The company's biggest problem at the time was defending its reputation against campaigners criticising its record in countries where it extracted raw materials, from Colombia to Zambia.

But by this year, Mr Glasenberg's ambitious plans had taken a battering. Glencore was the worst performer on the FTSE 100 index in the first half of 2015, with its shares plummeting by more than 50%. Ratings downgrades followed and the company reported a 29% drop in its first-half earnings.

Debt relief

Mr Glasenberg's latest move will cut Glencore's debt by a third to just over $20bn by the end of next year, a level the company believes investors will find more tolerable.

"After listening to shareholders we decided to make our balance sheet bulletproof," he told analysts, although he added that he did not believe the current low commodity prices would continue.

The company is also cutting copper production by 400,000 tonnes over 18 months, by mothballing lossmaking mines in Zambia and the Democratic Republic of Congo, an announcement that produced a filip in the copper price.

But what happens next depends as much on China as it does on decisions in Glencore's boardroom.

Image caption,

Production will be halted at Zambia's Mopani mine for 18 months to save money

According to John Meyer, partner at investment advisors SP Angel, Glencore has had to contend with more on the China front than just slackening demand. Earlier this summer a corporate raid by Chinese hedge funds attempted to drive copper prices down by massive short-selling in the market

"[China] flooded the market by selling copper futures contracts and they sold it at illiquid times of the day when people weren't around and they hammered the market down," Meyer said. "It was a classic bear raid."

He said the event was damaging enough for Glencore to mention it in its interim report.

"They didn't use the term state-sponsored price manipulation but they intimated the Chinese had manipulated prices lower in an orchestrated action."

Ups and downs

Now that Glencore has cut copper production, however, this again changes the landscape, forcing prices higher. Mr Meyer cautions that China may have overplayed its hand.

"This could quite easily swing the market from a copper surplus to a deficit," he says."China used the paper market to push the price down, now Glencore will use the physical market to lift the price up.

"That's the strength of Glencore; they have a mixture of low-cost production which they would never cut and high-cost production which they can use to balance out the market."

Image source, FABRICE COFFRINI
Image caption,

Glencore has faced controversy in the past over its environmental record in countries such as Colombia.

Marc Elliott, a mining analyst at Investec, agrees that Glencore's future will hinge on what China does to boost its economy.

"I think [Glencore] has taken the right course of action," he says. "I guess the question is, if things are equally as challenging in a year from now, will it be enough?"

Glencore, he stressed, is not alone among mining companies in feeling the pain from the slump in Chinese demand but the company's unusually high debt has left it more vulnerable.

Market jitters

What makes Glencore unusual though is that the company is both a mining company and a commodities trading company.

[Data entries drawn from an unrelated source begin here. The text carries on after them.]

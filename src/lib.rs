//! Diagnostic reports for recorded audio clips.
//!
//! A decoded [`Signal`] goes in; a [`DiagnosticReport`] comes out with
//! loudness, silence and clipping ratios, average pitch, low/mid/high band
//! balance, a waveform image, a log-frequency spectrogram image and a
//! down-sampled waveform series.
//!
//! ```text
//! Signal ─┬─ Framer ─┬─ Energy (RMS, silence %)
//!         │          └─ Pitch (YIN)
//!         ├─ Clipping %
//!         ├─ STFT ─┬─ Band energy
//!         │        └─ Spectrogram image
//!         └─ Waveform image + series
//! ```

pub mod audio;
pub mod config;
pub mod dsp;
pub mod error;
pub mod render;
pub mod report;
pub mod table;

pub use audio::analysis::Diagnoser;
pub use audio::decode::decode_audio;
pub use audio::features::Metrics;
pub use audio::signal::{BitDepth, Signal};
pub use config::{AnalysisConfig, RenderConfig};
pub use dsp::bands::BandEnergy;
pub use dsp::pitch::PitchEstimate;
pub use error::DiagnoseError;
pub use report::{Artifact, DiagnosticReport};
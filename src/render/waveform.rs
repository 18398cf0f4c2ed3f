use image::{Rgb, RgbImage};

use super::text::TextOverlay;
use super::RenderError;

const BACKGROUND: Rgb<u8> = Rgb([250, 250, 252]);
const AXIS: Rgb<u8> = Rgb([200, 200, 208]);
const TRACE: Rgb<u8> = Rgb([45, 105, 200]);
const CAPTION: [u8; 3] = [40, 40, 48];

/// Draw a min/max envelope per pixel column, amplitude -1..1 bottom to top.
pub fn draw_waveform(
    samples: &[f32],
    sample_rate: u32,
    width: u32,
    height: u32,
    captions: Option<&TextOverlay>,
) -> Result<RgbImage, RenderError> {
    if width == 0 || height == 0 {
        return Err(RenderError::InvalidSize { width, height });
    }
    if samples.is_empty() {
        return Err(RenderError::Empty("waveform has no samples"));
    }

    let mut image = RgbImage::from_pixel(width, height, BACKGROUND);
    let to_row = |amplitude: f32| -> u32 {
        let normalized = (1.0 - amplitude.clamp(-1.0, 1.0)) * 0.5;
        ((normalized * (height - 1) as f32).round() as u32).min(height - 1)
    };

    let centre = to_row(0.0);
    for x in 0..width {
        image.put_pixel(x, centre, AXIS);
    }

    let n = samples.len();
    for x in 0..width {
        let start = x as usize * n / width as usize;
        let end = ((x as usize + 1) * n / width as usize).max(start + 1).min(n);
        if start >= n {
            break;
        }
        let (lo, hi) = samples[start..end]
            .iter()
            .fold((f32::MAX, f32::MIN), |(lo, hi), &s| (lo.min(s), hi.max(s)));

        // larger amplitude maps to a smaller row index
        for y in to_row(hi)..=to_row(lo) {
            image.put_pixel(x, y, TRACE);
        }
    }

    if let Some(overlay) = captions {
        let duration = n as f32 / sample_rate.max(1) as f32;
        overlay.composite(&mut image, &format!("Waveform  {duration:.2}s"), 8, 4, CAPTION);
    }

    Ok(image)
}
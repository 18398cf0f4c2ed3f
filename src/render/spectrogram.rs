use image::{Rgb, RgbImage};

use super::text::TextOverlay;
use super::RenderError;
use crate::dsp::spectral::Spectrogram;

const CAPTION: [u8; 3] = [235, 235, 240];
const MIN_MAGNITUDE: f32 = 1e-10;

/// Magnitude in dB relative to `reference`, clamped to `[-db_range, 0]`.
pub fn relative_db(magnitude: f32, reference: f32, db_range: f32) -> f32 {
    let ratio = magnitude.max(MIN_MAGNITUDE) / reference.max(MIN_MAGNITUDE);
    (20.0 * ratio.log10()).clamp(-db_range, 0.0)
}

/// Bin index for each image row, top row = highest frequency, log-spaced
/// from the first non-DC bin up to Nyquist.
fn row_bins(spectrogram: &Spectrogram, height: u32) -> Vec<usize> {
    let axis = &spectrogram.axis;
    let last_bin = axis.len() - 1;
    let f_min = axis.bin_width();
    let f_max = axis.max_frequency();
    let span = (f_max / f_min).ln();

    (0..height)
        .map(|y| {
            let frac = if height > 1 {
                (height - 1 - y) as f32 / (height - 1) as f32
            } else {
                0.0
            };
            let freq = f_min * (span * frac).exp();
            ((freq / axis.bin_width()).round() as usize).clamp(1, last_bin)
        })
        .collect()
}

/// Heat map of log magnitude: time runs left to right, log frequency bottom to top.
pub fn draw_spectrogram(
    spectrogram: &Spectrogram,
    width: u32,
    height: u32,
    db_range: f32,
    captions: Option<&TextOverlay>,
) -> Result<RgbImage, RenderError> {
    if width == 0 || height == 0 {
        return Err(RenderError::InvalidSize { width, height });
    }
    if spectrogram.is_empty() {
        return Err(RenderError::Empty("spectrogram has no frames"));
    }
    if spectrogram.axis.len() < 3 {
        return Err(RenderError::Empty("transform too small for a log-frequency axis"));
    }

    let gradient = colorgrad::viridis();
    let reference = spectrogram.peak_magnitude();
    let db_range = db_range.max(1.0);
    let rows = row_bins(spectrogram, height);
    let n_frames = spectrogram.frames.len();

    let mut image = RgbImage::new(width, height);
    for x in 0..width {
        let frame = &spectrogram.frames[(x as usize * n_frames / width as usize).min(n_frames - 1)];
        for (y, &bin) in rows.iter().enumerate() {
            let t = if reference <= MIN_MAGNITUDE {
                0.0
            } else {
                (relative_db(frame.magnitudes[bin], reference, db_range) + db_range) / db_range
            };
            let [r, g, b, _] = gradient.at(t as f64).to_rgba8();
            image.put_pixel(x, y as u32, Rgb([r, g, b]));
        }
    }

    if let Some(overlay) = captions {
        let top = format!("{:.0} Hz", spectrogram.axis.max_frequency());
        let bottom = format!("{:.0} Hz", spectrogram.axis.bin_width());
        overlay.composite(&mut image, "Spectrogram (log frequency)", 8, 4, CAPTION);
        let right = width.saturating_sub(overlay.measure_width(&top) + 8);
        overlay.composite(&mut image, &top, right, 4, CAPTION);
        let bottom_y = height.saturating_sub(overlay.line_height() + 4);
        overlay.composite(&mut image, &bottom, right, bottom_y, CAPTION);
    }

    Ok(image)
}
use serde::Serialize;

use super::signal::BitDepth;
use crate::dsp::bands::BandEnergy;
use crate::dsp::pitch::PitchEstimate;

/// Numeric clip-level metrics. Values are unscaled and unrounded; display
/// formatting happens in [`crate::table`].
#[derive(Clone, Debug, PartialEq, Serialize)]
pub struct Metrics {
    pub duration_secs: f32,
    pub sample_rate: u32,
    pub bit_depth: BitDepth,
    /// Mean of per-frame RMS on the normalized amplitude scale.
    pub average_rms: f32,
    pub average_pitch: PitchEstimate,
    pub silence_percent: f32,
    pub clipping_percent: f32,
    pub bands: BandEnergy,
}
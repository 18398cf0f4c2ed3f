//! Signal-analysis building blocks. Everything here is pure and operates on
//! borrowed sample slices.

pub mod bands;
pub mod clipping;
pub mod energy;
pub mod framing;
pub mod pitch;
pub mod spectral;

"These guys are financiers who very successfully used leverage over the years to grow a very large trading business and those financial skills then allowed them to get into mining," says Deutsche Bank mining and metals analyst Rob Clifford.

But it's that reliance on debt that has proven the riskiest part of Glencore's strategy, says Mr Clifford, as the market has grown more jittery in recent months.

Ultimately, he says, Glencore may have more to fear from a skittish market than a slump in Chinese consumption.

"China's deceleration is a trigger but the main cause is the market's perception of what that really means."

In other words, if commodity prices fail to recover, Glencore's plan to cut back its debts may not be enough to help it weather the storm.